Referenced in: none

Automatically associated channels: Kir1.1 , Kir2.1 , Kir3.1

Title: A novel high-affinity inhibitor for inward-rectifier K+ channels.

Authors: W Jin, Z Lu

Journal, date & volume: Biochemistry, 1998 Sep 22 , 37, 13291-9

PubMed link: http://www.ncbi.nlm.nih.gov/pubmed/9748337

Abstract
Inward-rectifier K+ channels are a group of highly specialized K+ channels that accomplish a variety of important biological tasks. Inward-rectifier K+ channels differ from voltage-activated K+ channels not only functionally but also structurally.
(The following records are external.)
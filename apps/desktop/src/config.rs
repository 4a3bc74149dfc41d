use std::{
    fs,
    path::{Path, PathBuf},
    time::Duration,
};

use anyhow::Context;
use client_core::{ContainerConfig, DEFAULT_BASE_URL};
use serde::Deserialize;

pub const DEFAULT_CONFIG_FILE: &str = "mars_photos.toml";

#[derive(Debug, Clone, PartialEq, Eq)]
pub struct Settings {
    pub base_url: String,
    pub request_timeout_secs: Option<u64>,
}

impl Default for Settings {
    fn default() -> Self {
        Self {
            base_url: DEFAULT_BASE_URL.into(),
            request_timeout_secs: Some(30),
        }
    }
}

impl Settings {
    pub fn container_config(&self) -> ContainerConfig {
        ContainerConfig {
            base_url: self.base_url.clone(),
            request_timeout: self
                .request_timeout_secs
                .filter(|secs| *secs > 0)
                .map(Duration::from_secs),
        }
    }
}

#[derive(Debug, Default, Deserialize)]
struct FileSettings {
    base_url: Option<String>,
    request_timeout_secs: Option<u64>,
}

/// Defaults, then the TOML file, then environment variables.
///
/// An explicitly requested file must exist; the default file is optional.
pub fn load_settings(config_path: Option<&Path>) -> anyhow::Result<Settings> {
    let mut settings = Settings::default();

    let (path, required) = match config_path {
        Some(path) => (path.to_path_buf(), true),
        None => (PathBuf::from(DEFAULT_CONFIG_FILE), false),
    };

    match fs::read_to_string(&path) {
        Ok(raw) => {
            let file_cfg = parse_file_settings(&raw)
                .with_context(|| format!("failed to parse config file '{}'", path.display()))?;
            apply_file_settings(&mut settings, file_cfg);
        }
        Err(err) if required || err.kind() != std::io::ErrorKind::NotFound => {
            return Err(err)
                .with_context(|| format!("failed to read config file '{}'", path.display()));
        }
        Err(_) => {}
    }

    apply_env_overrides(&mut settings, |key| std::env::var(key).ok());
    Ok(settings)
}

fn parse_file_settings(raw: &str) -> anyhow::Result<FileSettings> {
    Ok(toml::from_str(raw)?)
}

fn apply_file_settings(settings: &mut Settings, file_cfg: FileSettings) {
    if let Some(v) = file_cfg.base_url {
        settings.base_url = v;
    }
    if let Some(v) = file_cfg.request_timeout_secs {
        settings.request_timeout_secs = Some(v);
    }
}

fn apply_env_overrides(settings: &mut Settings, env: impl Fn(&str) -> Option<String>) {
    if let Some(v) = env("MARS_PHOTOS_BASE_URL") {
        settings.base_url = v;
    }
    if let Some(v) = env("APP__BASE_URL") {
        settings.base_url = v;
    }

    if let Some(v) = env("APP__REQUEST_TIMEOUT_SECS") {
        if let Ok(parsed) = v.trim().parse::<u64>() {
            settings.request_timeout_secs = Some(parsed);
        }
    }
}

#[cfg(test)]
#[path = "tests/config_tests.rs"]
mod tests;
use thiserror::Error;

/// Failures raised by a [`crate::MarsPhotosRepository`].
///
/// The view model folds every variant into `MarsUiState::Error`; the detail
/// only exists for callers that talk to a repository directly.
#[derive(Debug, Error)]
pub enum RepositoryError {
    #[error("invalid photos endpoint '{url}': {source}")]
    InvalidUrl {
        url: String,
        source: url::ParseError,
    },
    #[error("network failure while fetching photos: {0}")]
    Network(#[source] reqwest::Error),
    #[error("photos endpoint responded with HTTP {status}")]
    Http { status: u16 },
    #[error("failed to decode photo list: {0}")]
    Decode(#[source] reqwest::Error),
    #[error(transparent)]
    Other(#[from] anyhow::Error),
}

impl RepositoryError {
    pub fn is_network(&self) -> bool {
        matches!(self, Self::Network(_))
    }

    pub fn is_protocol(&self) -> bool {
        matches!(self, Self::Http { .. })
    }
}

#[derive(Debug, Error)]
pub enum ViewModelError {
    #[error("MarsViewModel must be created from within a tokio runtime")]
    NoRuntime(#[source] tokio::runtime::TryCurrentError),
}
Each of the four subunits of the inward-rectifier K+ channels has only two instead of six transmembrane segments compared to the voltage-activated K+ channels. Thus far, there are no high-affinity ligands that directly target any inward-rectifier K+ channel. In the present study, we identified, purified, and synthesized a protein inhibitor of the inward-rectifier K+ channels. The inhibitor, called tertiapin, blocks a G-protein-gated channel (GIRK1/4) and the ROMK1 channel with nanomolar affinities, but a closely related channel, IRK1, is insensitive to tertiapin. Mutagenesis studies show that teritapin inhibits the channel by binding to the external end of the ion conduction pore.